Le mot « hormone » vient du grec hormôn, qui signifie « exciter ». Donc hormones et filets nerveux, même combat, sauf que le nerf viendra « exciter » une zone très précise, alors que l’hormone est déversée dans le circuit sanguin, et transmise dans tout l’organisme où seules des cellules cibles possédant les bons récepteurs pourront utiliser cette information.
Mais les frontières entre système hormonal et système nerveux sont floues, très floues : il existe des neurones (neurones sécrétoires) qui produisent des substances pour les déverser dans la circulation sanguine, c’est le cas de certains neurones de l’hypothalamus.
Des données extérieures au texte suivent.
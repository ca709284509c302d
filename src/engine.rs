// Engine - owns the Vulkan objects for one window
//
// Construction order: instance -> surface -> physical device -> logical device.
// Field order below is the reverse, so drop tears down correctly, including
// when construction fails halfway (already-built wrappers drop themselves).

use crate::backend::{
    select_device, InstanceDesc, InstanceProbe, LogicalDevice, SelectedDevice, Surface,
    SwapchainSupport, VulkanInstance,
};
use crate::config::Config;
use anyhow::{Context, Result};
use raw_window_handle::{HasDisplayHandle, HasWindowHandle};

pub struct Engine {
    // Held for drop order only
    _device: LogicalDevice,
    selected: SelectedDevice,
    _surface: Surface,
    _instance: VulkanInstance,
}

impl Engine {
    /// Bring up Vulkan for `window`, whose drawable size is `width` x `height`.
    pub fn new<W>(config: &Config, window: &W, width: u32, height: u32) -> Result<Self>
    where
        W: HasDisplayHandle + HasWindowHandle,
    {
        log::info!("Initializing Vulkan...");

        // ─────────────────────────────────────────────────────────────────────
        // STEP 1: Instance
        // ─────────────────────────────────────────────────────────────────────
        let display = window
            .display_handle()
            .context("Failed to get display handle")?
            .as_raw();
        let instance = VulkanInstance::new(&InstanceDesc {
            app_name: &config.window.title,
            engine_name: &config.engine.name,
            enable_validation: config.debug.validation_layers,
            display: Some(display),
        })
        .context("Failed to create Vulkan instance")?;

        // ─────────────────────────────────────────────────────────────────────
        // STEP 2: Surface
        // ─────────────────────────────────────────────────────────────────────
        let surface = Surface::new(&instance, window).context("Failed to create surface")?;

        // ─────────────────────────────────────────────────────────────────────
        // STEP 3: Pick physical device (first suitable one)
        // ─────────────────────────────────────────────────────────────────────
        let requirements = config.requirements();
        let probe = InstanceProbe::new(instance.raw(), Some(&surface));
        let selected = select_device(&probe, &requirements).context("Failed to pick a GPU")?;

        log::info!("Selected GPU: {}", probe.describe(selected.physical_device));

        // ─────────────────────────────────────────────────────────────────────
        // STEP 4: Logical device
        // ─────────────────────────────────────────────────────────────────────
        let device = LogicalDevice::new(&instance, &selected, requirements.extensions())
            .context("Failed to create logical device")?;

        // ─────────────────────────────────────────────────────────────────────
        // STEP 5: Report what a swapchain would use
        // ─────────────────────────────────────────────────────────────────────
        if requirements.needs_swapchain() {
            let support = SwapchainSupport::query(&surface, selected.physical_device)
                .context("Failed to query swapchain support")?;
            match support.configure(config.present_mode(), width, height) {
                Some(swapchain) => log::info!(
                    "Swapchain: {:?} / {:?}, {}x{}, {} images",
                    swapchain.format.format,
                    swapchain.present_mode,
                    swapchain.extent.width,
                    swapchain.extent.height,
                    swapchain.image_count
                ),
                None => log::warn!("Surface reports no formats"),
            }
        }

        log::info!("Vulkan initialized successfully!");

        Ok(Self {
            _device: device,
            selected,
            _surface: surface,
            _instance: instance,
        })
    }

    /// The physical device and queue families in use
    pub fn selected(&self) -> &SelectedDevice {
        &self.selected
    }
}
De même, certaines substances chimiques servent à la fois d’hormones et de neurotransmetteurs. Ce sera le cas de l’adrénaline, produite par la médulla des surrénales, qui a une action d’éveil et de gestion des efforts dans tout l’organisme, mais aussi de médiateur chimique produit par des neurones pour transmettre l’influx nerveux sur des trajets précis. La sécrétion hormonale n’est pas constante : elle s’effectue par poussées selon des besoins qu’on a appelés « homéostasie », c’est-à-dire l’équilibre permanent de tous les systèmes biologiques.
Mais en fait, le milieu intérieur ne tend pas vers un équilibre, c’est une vue très « chimique » de la biologie. Le milieu intérieur s’organise selon des rythmes et passe par des phases qui ont été bien comprises par les Orientaux. Ceux-ci ont observé l’aspect dynamique et énergétique de ces rythmes, qu’ils ont codifiés selon deux principes opposés et complémentaires, le yin (principe « constructif », d’énergie centripète, nous dirons principe d’anabolisme), et le yang (principe « destructeur” » d’énergie centrifuge, nous dirons principe de catabolisme).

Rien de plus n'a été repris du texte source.